En cas de condamnation pour «délit d’hébergement contraire à la dignité humaine », la loi Élan rend obligatoire et automatique (sauf décision motivée du juge) le prononcé des peines complémentaires de confiscation des biens litigieux, et d’interdiction d’acheter de nouveaux biens immobiliers qui peut désormais aller jusqu’à dix ans. Autre peine complémentaire envisageable par le juge, mais non systématique : la saisie de tout bien de la personne (physique ou morale) condamnée pour son activité de marchand de sommeil. Ces mesures sont entrées en vigueur le 1er mai dernier.
Les syndics de copropriété et les agents immobiliers sont désormais tenus de signaler au procureur de la République les faits susceptibles de constituer une activité de marchand de sommeil. La loi Élan oblige les notaires à informer le maire qu’une personne condamnée à une interdiction d’acheter un bien immobilier a tenté de se rendre acquéreur d’un bien situé sur sa commune.
2 L’astreinte administrative se généralise
Jusqu’ici réservée aux procédures prescrivant la réalisation de travaux, l’astreinte administrative de la loi Alur de 2014 est généralisée à l’ensemble des procédures de police spéciale de lutte contre l’habitat indigne. Surtout, son prononcé devient automatique si le propriétaire ne se conforme pas aux prescriptions de l’arrêté dans les délais fixés.
D’un montant maximal de 1 000 euros par jour de retard, cette astreinte court « à compter de la date de la notification de l’arrêté la prononçant et jusqu’à complète exécution des mesures et des travaux prescrits ».
En cas de péril, lorsque l’arrêté n’a pas été exécuté dans le délai fixé, le maire met en demeure le propriétaire de procéder à cette exécution dans un délai minimal d’un mois. À défaut de réalisation des travaux dans les temps, le maire fait procéder d’office à leur exécution par décision motivée. De même, il peut aussi faire procéder à la démolition, prescrite sur ordonnance du juge des référés, et rendue à sa demande.

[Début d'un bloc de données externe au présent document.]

impl FsIndexer {
    /// Create an indexer with the tokenizer described by `config`.
    pub fn new(config: Config) -> Result<Self> {
        let tokenizer = Arc::new(config.tokenizer());
        Self::with_tokenizer(config, tokenizer)
    }

    /// Create an indexer with a custom tokenizer.
    pub fn with_tokenizer(config: Config, tokenizer: Arc<dyn Tokenizer>) -> Result<Self> {
        let index = InvertedIndex::new(tokenizer)
            .with_parallel_threshold(config.index.parallel_threshold);

        let mut decoder = Utf8Decoder::new();
        if let Some(limit) = config.index.max_file_size {
            decoder = decoder.with_max_file_size(limit);
        }

        Ok(FsIndexer {
            exclude: config.exclude_filter()?,
            index: Arc::new(ConcurrentIndex::from_index(index)),
            decoder: Arc::new(decoder),
            watches: Mutex::new(HashMap::new()),
            config,
        })
    }

    /// Replace the file decoder. Affects directories watched afterwards.
    pub fn with_decoder(mut self, decoder: Arc<dyn FileDecoder>) -> Self {
        self.decoder = decoder;
        self
    }

    /// The shared index
    pub fn index(&self) -> &Arc<ConcurrentIndex> {
        &self.index
    }

    /// Directories currently being watched. Directories still in their
    /// initial walk are not listed.
    pub fn watched_directories(&self) -> Vec<PathBuf> {
        let mut dirs: Vec<PathBuf> = self
            .watches
            .lock()
            .iter()
            .filter(|(_, watched)| watched.is_some())
            .map(|(root, _)| root.clone())
            .collect();
        dirs.sort();
        dirs
    }

    /// Index every file under `dir` and keep it in sync.
    ///
    /// The monitor is started first and its snapshot taken before the tree
    /// is walked, so no change falls between the two. Files that cannot be
    /// read are skipped and logged. Returns the number of files added by the
    /// walk.
    ///
    /// If the directory is unwatched or the indexer closed while the walk
    /// runs, the monitor is stopped, the walk's files are dropped again and
    /// a [`MonitorError::Watch`] error is returned.
    #[instrument(skip(self, dir), fields(dir = %dir.display()))]
    pub fn watch_directory(&self, dir: &Path) -> Result<usize> {
        let root = fs::canonicalize(dir)?;
        if !root.is_dir() {
            return Err(MonitorError::NotADirectory { path: root });
        }

        {
            let mut watches = self.watches.lock();
            if watches.contains_key(&root) {
                return Err(MonitorError::AlreadyWatched { path: root });
            }
            watches.insert(root.clone(), None);
        }

        let (watched, added) = match self.start_watch(&root) {
            Ok(started) => started,
            Err(e) => {
                self.watches.lock().remove(&root);
                return Err(e);
            }
        };

        {
            let mut watches = self.watches.lock();
            if matches!(watches.get(&root), Some(None)) {
                watches.insert(root, Some(watched));
                info!(added, "Watching directory");
                return Ok(added);
            }
        }

        watched.stop();
        self.index.remove_directory(&root);
        Err(MonitorError::watch(&root, "watch cancelled during initial walk"))
    }

    /// Stop watching `dir` and drop its files from the index.
    ///
    /// Returns false if `dir` was not being watched.
    #[instrument(skip(self, dir), fields(dir = %dir.display()))]
    pub fn unwatch_directory(&self, dir: &Path) -> bool {
        let root = fs::canonicalize(dir).unwrap_or_else(|_| normalize_path(dir));
        let Some(watched) = self.watches.lock().remove(&root) else {
            debug!("Directory was not watched");
            return false;
        };

        // A pending watch notices its entry is gone and stops its own monitor.
        if let Some(watched) = watched {
            watched.stop();
        }
        let removed = self.index.remove_directory(&root);
        info!(removed, "Stopped watching directory");
        true
    }

    /// Read and index a single file.
    ///
    /// Returns false if the file was already indexed.
    pub fn add_file(&self, path: &Path) -> Result<bool> {
        let file = self.decode(path)?;
        Ok(self.index.add_file(file))
    }

    /// Files containing `term`
    pub fn search(&self, term: &Term) -> BTreeSet<PathBuf> {
        self.index.search(term)
    }

    /// Files containing every term of `query`, tokenized like file content.
    pub fn search_text(&self, query: &str) -> BTreeSet<PathBuf> {
        let mut terms = self.index.tokenizer().tokenize(query);
        terms.sort();
        terms.dedup();
        self.index.search_all(&terms)
    }

    /// Check whether a file is indexed and not removed
    pub fn contains_file(&self, path: &Path) -> bool {
        self.index.contains_file(path)
    }

    /// Purge all pending removals now
    pub fn force_removes(&self) {
        self.index.force_removes();
    }

    /// Occupancy figures of the shared index
    pub fn stats(&self) -> IndexStats {
        self.index.stats()
    }

    /// Stop every monitor and wait for its thread to exit.
    pub fn close(&self) {
        let watches: Vec<(PathBuf, Option<WatchedDir>)> = self.watches.lock().drain().collect();
        for (root, watched) in watches {
            if let Some(watched) = watched {
                debug!(root = %root.display(), "Stopping monitor");
                watched.stop();
            }
        }
    }

    /// Start the monitor for `root`, then walk the tree and add its files.
    fn start_watch(&self, root: &Path) -> Result<(WatchedDir, usize)> {
        let bridge = Arc::new(IndexBridge::new(self.index.clone(), self.decoder.clone()));
        let monitor = Arc::new(
            DirMonitor::new(root, bridge)
                .with_poll_interval(self.config.monitor.poll_interval())
                .with_native_events(self.config.monitor.native_events)
                .with_exclude(self.exclude.clone()),
        );

        let name = root
            .file_name()
            .map(|n| n.to_string_lossy().into_owned())
            .unwrap_or_default();
        let thread = thread::Builder::new()
            .name(format!("sift-monitor-{}", name))
            .spawn({
                let monitor = monitor.clone();
                move || {
                    if let Err(e) = monitor.start_monitoring() {
                        error!(root = %monitor.root().display(), error = %e, "Monitor exited with error");
                    }
                }
            })?;

        let watched = WatchedDir {
            monitor,
            thread: Some(thread),
        };

        if !watched.monitor.wait_until_ready(self.config.monitor.ready_timeout()) {
            watched.stop();
            return Err(MonitorError::watch(root, "monitor did not become ready"));
        }

        let files = match self.scan(root) {
            Ok(files) => files,
            Err(e) => {
                watched.stop();
                return Err(e);
            }
        };

        // The monitor may already have reported a deletion that the walk
        // raced with. Files are re-checked while removals are held off.
        let found = files.len();
        let added = self
            .index
            .add_files_retaining(files, |file| fs::metadata(&file.path).is_ok());
        debug!(found, added, "Initial walk indexed");

        Ok((watched, added))
    }

    fn decode(&self, path: &Path) -> std::result::Result<DecodedFile, SiftError> {
        self.decoder
            .decode(path)
            .map_err(|e| SiftError::decode(path, e))
    }

    fn scan(&self, root: &Path) -> Result<Vec<DecodedFile>> {
        let walker = WalkDir::new(root)
            .into_iter()
            .filter_entry(|entry| entry.depth() == 0 || !self.exclude.is_excluded(entry.file_name()));

        let mut files = Vec::new();
        for entry in walker {
            let entry = entry.map_err(io::Error::from)?;
            if entry.file_type().is_dir() {
                continue;
            }
            match self.decode(entry.path()) {
                Ok(file) => files.push(file),
                Err(e) if e.is_vanished_file() => {
                    warn!(path = %entry.path().display(), "File vanished during walk, skipping");
                }
                Err(e) => {
                    warn!(path = %entry.path().display(), error = %e, "Cannot read file, skipping");
                }
            }
        }
        Ok(files)
    }
}
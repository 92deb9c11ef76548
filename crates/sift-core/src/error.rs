//! Error types for Sift core operations.
//!
//! This module defines well-structured error types using `thiserror` for
//! library-level errors, while the change-handler boundary uses `anyhow` for
//! convenient error handling.

use std::path::PathBuf;
use thiserror::Error;

/// Result type alias using SiftError
pub type Result<T> = std::result::Result<T, SiftError>;

/// Core error types for Sift operations.
///
/// These errors represent specific failure modes that callers may want to
/// handle differently (e.g., re-adding a file instead of modifying it).
#[derive(Error, Debug)]
pub enum SiftError {
    // === Index Errors ===
    /// An operation's precondition on index state was violated
    #[error("index is inconsistent for {path}: {reason}")]
    InconsistentIndex { path: PathBuf, reason: String },

    // === Decoder Errors ===
    /// A file could not be read or decoded into text
    #[error("failed to decode {path}: {source}")]
    Decode {
        path: PathBuf,
        #[source]
        source: std::io::Error,
    },

    // === Configuration Errors ===
    /// Configuration file parsing failed
    #[error("configuration error: {reason}")]
    ConfigError { reason: String },

    /// Invalid exclusion pattern
    #[error("invalid pattern: {pattern}: {reason}")]
    InvalidPattern { pattern: String, reason: String },

    // === I/O Errors ===
    /// Generic I/O error
    #[error("I/O error: {0}")]
    Io(#[from] std::io::Error),
}

impl SiftError {
    /// Returns true if this error reports an index precondition violation
    pub fn is_inconsistency(&self) -> bool {
        matches!(self, SiftError::InconsistentIndex { .. })
    }

    /// Returns true if the file behind this error has simply gone away.
    ///
    /// A watched file may be deleted between the moment a change is detected
    /// and the moment its content is read.
    pub fn is_vanished_file(&self) -> bool {
        match self {
            SiftError::Decode { source, .. } | SiftError::Io(source) => {
                source.kind() == std::io::ErrorKind::NotFound
            }
            _ => false,
        }
    }

    /// Create an inconsistency error
    pub fn inconsistent(path: impl Into<PathBuf>, reason: impl Into<String>) -> Self {
        SiftError::InconsistentIndex {
            path: path.into(),
            reason: reason.into(),
        }
    }

    /// Create a decode error
    pub fn decode(path: impl Into<PathBuf>, source: std::io::Error) -> Self {
        SiftError::Decode {
            path: path.into(),
            source,
        }
    }
}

Des textes d’application sont encore attendus sur ce volet, notamment une ordonnance devant harmoniser les procédures de lutte contre l’habitat indigne. Mais le drame de la rue d’Aubagne à Marseille, en novembre dernier, a rendu le sujet brûlant : une proposition de loi est en cours d’examen pour répondre à l’urgence (lire ci-dessous).
Caroline SAINT-ANDRÉ
À nos lecteurs
Maires de France a consacré une série de fiches décryptant les multiples volets de la loi Élan. Sont parues une fiche sur le volet «aménagement » (n° 365, février 2019, p. 52), «urbanisme » (n° 366, mars, p. 60), «littoral » (n° 367 avril, p. 52), «construction » (n° 368, mai, pp. 50-51) et «logement social » (n° 369, juin, p. 50).
Référence
Loi n° 2018-1021 du 23 novembre 2018 portant évolution du logement, de l’aménagement et du numérique, publiée au JO du 24 novembre 2018.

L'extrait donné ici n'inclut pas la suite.